In a new study, Laurent Lapierre, Silvia Bonaccio of the Telfer School, and Loren Naidoo of Baruch College hypothesized that leaders with a more relational identity might be more disposed to mentor subordinates. People who have a more relational identity or “self-concept” are more focused on developing and maintaining one-on-one connections with significant others. These leaders also base much of their self-worth on whether they believe these significant others appreciate them.

The study factored in social exchange theory, which is used to explain why individuals would be motivated to provide mentorship. It posits that when an individual “perceives that a relationship will provide greater rewards than costs, she will be more motivated to develop the relationship,” explains Bonaccio, an associate professor of organizational behaviour and human resources.

One factor that should convince a leader that providing mentorship to a follower would be more beneficial than costly is whether that follower has shown strong job performance. In a 2009 study, Lapierre, Bonaccio, and Tammy Allen of the University of South Florida found that leaders are more willing to mentor a follower who has displayed strong rather than weaker job performance.

Building on this earlier work, the researchers used a sample of 137 leader-follower pairs to investigate how leaders’ relational self-concept relates to the mentoring they provide, and whether the mentee’s job performance influences this relationship. As expected, leaders with a stronger relational self-concept provided more career support to followers who displayed higher (vs. lower) job performance. But leaders’ relational self-concept was unrelated to their provision of psychosocial support, irrespective of followers’ job performance.

The implications

The pattern of results intrigues Lapierre, who is an expert on leader-follower work relationships. It suggests that leaders with a more relational self-concept “may consider the provision of career support as more beneficial – to their relationship and thus to their self-worth – and less costly when a follower displays stronger rather than weaker job performance.”

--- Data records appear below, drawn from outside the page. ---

//! Diagnostic dump: writes served pages to disk for markup debugging.
//!
//! Scraping breaks silently when the EMR's markup changes, so the raw form
//! and save pages can be kept for inspection.
//!
//! **Activation**: disabled unless `--dump-dir` / `OPENEMR_DUMP_DIR` is set.
//!
//! **Output structure**:
//! ```text
//! {dump_dir}/{run_id}/
//!   001-new-patient-form.html
//!   002-new-patient-save.html
//!   ...
//! ```

use std::cell::Cell;
use std::path::{Path, PathBuf};

use uuid::Uuid;

/// Per-run dump directory with a sequence counter so pages never overwrite.
#[derive(Debug)]
pub struct DumpDir {
    dir: PathBuf,
    seq: Cell<u32>,
}

impl DumpDir {
    /// Create `{base}/{run_id}/`.
    ///
    /// Returns `None` (with a warning) if the directory cannot be created;
    /// a broken dump location never stops an import.
    pub fn create(base: &Path) -> Option<Self> {
        let dir = base.join(Uuid::new_v4().to_string());

        if let Err(e) = std::fs::create_dir_all(&dir) {
            tracing::warn!(
                path = %dir.display(),
                error = %e,
                "Diagnostic dump: failed to create directory"
            );
            return None;
        }

        tracing::info!(path = %dir.display(), "Diagnostic dump enabled");
        Some(Self {
            dir,
            seq: Cell::new(0),
        })
    }

    pub fn path(&self) -> &Path {
        &self.dir
    }

    /// Write a page under the next sequence number. Never panics.
    pub fn dump_html(&self, label: &str, html: &str) {
        let seq = self.seq.get() + 1;
        self.seq.set(seq);

        let path = self.dir.join(format!("{seq:03}-{label}.html"));
        match std::fs::write(&path, html.as_bytes()) {
            Ok(()) => tracing::debug!(
                path = %path.display(),
                size = html.len(),
                "Diagnostic dump: page written"
            ),
            Err(e) => tracing::warn!(
                path = %path.display(),
                error = %e,
                "Diagnostic dump: failed to write page"
            ),
        }
    }
}

#[cfg(test)]
mod tests {
    use super::*;

    #[test]
    fn creates_run_directory_under_base() {
        let base = tempfile::tempdir().unwrap();
        let dump = DumpDir::create(base.path()).unwrap();
        assert!(dump.path().starts_with(base.path()));
        assert!(dump.path().is_dir());
    }

    #[test]
    fn pages_are_numbered_in_order() {
        let base = tempfile::tempdir().unwrap();
        let dump = DumpDir::create(base.path()).unwrap();
        dump.dump_html("new-patient-form", "<form></form>");
        dump.dump_html("new-patient-save", "<p>ok</p>");

        let first = dump.path().join("001-new-patient-form.html");
        let second = dump.path().join("002-new-patient-save.html");
        assert_eq!(std::fs::read_to_string(first).unwrap(), "<form></form>");
        assert_eq!(std::fs::read_to_string(second).unwrap(), "<p>ok</p>");
    }

    #[test]
    fn unwritable_base_disables_dump() {
        let base = tempfile::tempdir().unwrap();
        let file = base.path().join("not-a-dir");
        std::fs::write(&file, "x").unwrap();
        assert!(DumpDir::create(&file).is_none());
    }
}
use crate::error::TrainingResult;
use std::path::{Path, PathBuf};

/// Canonical name of a `(model, version)` pair, e.g. `yolo_v3`.
#[must_use]
pub fn versioned_model_name(model: &str, version: u32) -> String {
    format!("{model}_v{version}")
}

/// Directory holding every version of a project's models.
#[must_use]
pub fn project_dir(base_output: &Path, project: &str) -> PathBuf {
    base_output.join(project)
}

/// Filesystem layout for one model version.
///
/// The directory contract is fixed and must stay bit-exact for downstream
/// consumers:
///
/// `{base}/{project}/{model}_v{N}/{runs|MODEL_UTILS|MODEL_WEIGHTS|METRICS|INFERENCE}`
///
/// `runs/` is a transient staging area; the other directories are permanent
/// once created.
#[derive(Debug, Clone)]
pub struct VersionLayout {
    model_dir: PathBuf,
    versioned_name: String,
}

impl VersionLayout {
    #[must_use]
    pub fn new(base_output: &Path, project: &str, model: &str, version: u32) -> Self {
        let versioned_name = versioned_model_name(model, version);
        let model_dir = project_dir(base_output, project).join(&versioned_name);
        Self { model_dir, versioned_name }
    }

    #[must_use]
    pub fn versioned_name(&self) -> &str {
        &self.versioned_name
    }

    #[must_use]
    pub fn model_dir(&self) -> &Path {
        &self.model_dir
    }

    /// Transient staging area for training runs.
    #[must_use]
    pub fn runs_dir(&self) -> PathBuf {
        self.model_dir.join("runs")
    }

    #[must_use]
    pub fn model_utils_dir(&self) -> PathBuf {
        self.model_dir.join("MODEL_UTILS")
    }

    #[must_use]
    pub fn model_weights_dir(&self) -> PathBuf {
        self.model_dir.join("MODEL_WEIGHTS")
    }

    #[must_use]
    pub fn metrics_dir(&self) -> PathBuf {
        self.model_dir.join("METRICS")
    }

    /// Final weights file, `MODEL_WEIGHTS/{model}_v{N}.pt`.
    #[must_use]
    pub fn weights_file(&self) -> PathBuf {
        self.model_weights_dir().join(format!("{}.pt", self.versioned_name))
    }

    /// Full-run archive, `MODEL_UTILS/{model}_v{N}.zip`.
    #[must_use]
    pub fn archive_file(&self) -> PathBuf {
        self.model_utils_dir().join(format!("{}.zip", self.versioned_name))
    }

    #[must_use]
    pub fn manifest_path(&self) -> PathBuf {
        self.model_dir.join("training_manifest.json")
    }

    /// Routed output directory for batch inference, `INFERENCE/{sub}`.
    #[must_use]
    pub fn inference_dir(&self, sub: &str) -> PathBuf {
        self.model_dir.join("INFERENCE").join(sub)
    }

    /// Create the three permanent artifact directories. Idempotent.
    pub fn ensure_artifact_dirs(&self) -> TrainingResult<()> {
        std::fs::create_dir_all(self.model_utils_dir())?;
        std::fs::create_dir_all(self.model_weights_dir())?;
        std::fs::create_dir_all(self.metrics_dir())?;
        Ok(())
    }
}

#[cfg(test)]
mod tests {
    use super::*;
    use tempfile::TempDir;

    #[test]
    fn test_layout_paths() {
        let temp = TempDir::new().unwrap();
        let layout = VersionLayout::new(temp.path(), "proj", "yolo", 2);

        assert_eq!(layout.versioned_name(), "yolo_v2");
        assert_eq!(layout.model_dir(), temp.path().join("proj").join("yolo_v2"));
        assert!(layout.weights_file().ends_with("MODEL_WEIGHTS/yolo_v2.pt"));
        assert!(layout.archive_file().ends_with("MODEL_UTILS/yolo_v2.zip"));
        assert!(layout.inference_dir("batch-1").ends_with("INFERENCE/batch-1"));
    }

    #[test]
    fn test_ensure_artifact_dirs_is_idempotent() {
        let temp = TempDir::new().unwrap();
        let layout = VersionLayout::new(temp.path(), "proj", "yolo", 1);

        layout.ensure_artifact_dirs().unwrap();
        layout.ensure_artifact_dirs().unwrap();

        assert!(layout.model_utils_dir().is_dir());
        assert!(layout.model_weights_dir().is_dir());
        assert!(layout.metrics_dir().is_dir());
    }
}
use crate::error::DataResult;
use std::path::Path;

/// Dataset split names in the fixed detection layout.
pub const DATASET_SPLITS: [&str; 3] = ["train", "valid", "test"];
/// Per-split content kinds.
pub const DATASET_KINDS: [&str; 2] = ["images", "labels"];

/// Merge a per-split dataset tree into another.
///
/// For each of `{train,valid,test} x {images,labels}` the destination
/// directory is created and every file from the source is copied over.
/// Same-named destination files are overwritten silently; a missing source
/// split propagates as an I/O error.
pub fn merge_dataset_dirs(src_dir: &Path, dest_dir: &Path) -> DataResult<()> {
    for split in DATASET_SPLITS {
        for kind in DATASET_KINDS {
            let src = src_dir.join(split).join(kind);
            let dest = dest_dir.join(split).join(kind);
            std::fs::create_dir_all(&dest)?;

            for entry in std::fs::read_dir(&src)? {
                let entry = entry?;
                std::fs::copy(entry.path(), dest.join(entry.file_name()))?;
            }
            tracing::debug!(split, kind, "merged dataset folder");
        }
    }
    Ok(())
}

Lapierre adds: “It would be valuable for future research to examine factors that leaders with a more relational identity – or leaders in general, for that matter – consider when deciding whether to offer psychosocial support.” Reciprocity may play a role here; in other words, whether the follower offered the leader psychosocial support in the past and may therefore do so again if the leader offers this type of support.

What’s next?

The study highlights the need for further research on the interplay between leaders’ identities, follower behaviour and how leaders enact their role, but it also points to some interesting practical implications.

For example, “organizations could consider the strength of individuals’ relational self-concept when trying to predict their propensity to mentor employees. They could use this information for making leadership selection or promotion decisions,” says Silvia Bonaccio.

It would be valuable to have more leaders mentor promising employees in regards to career growth, but providing such support is often at the leader’s discretion. Organizations could cultivate mentorship by using a relational self-concept measure as one among several reliable and valid tools for staffing leadership positions.

“Among the measures that organizations can take,” Lapierre concludes, “are to ensure that leaders with strongly relational self-concepts are paired with more high-performance followers.”

The paper was published in The Leadership Quarterly.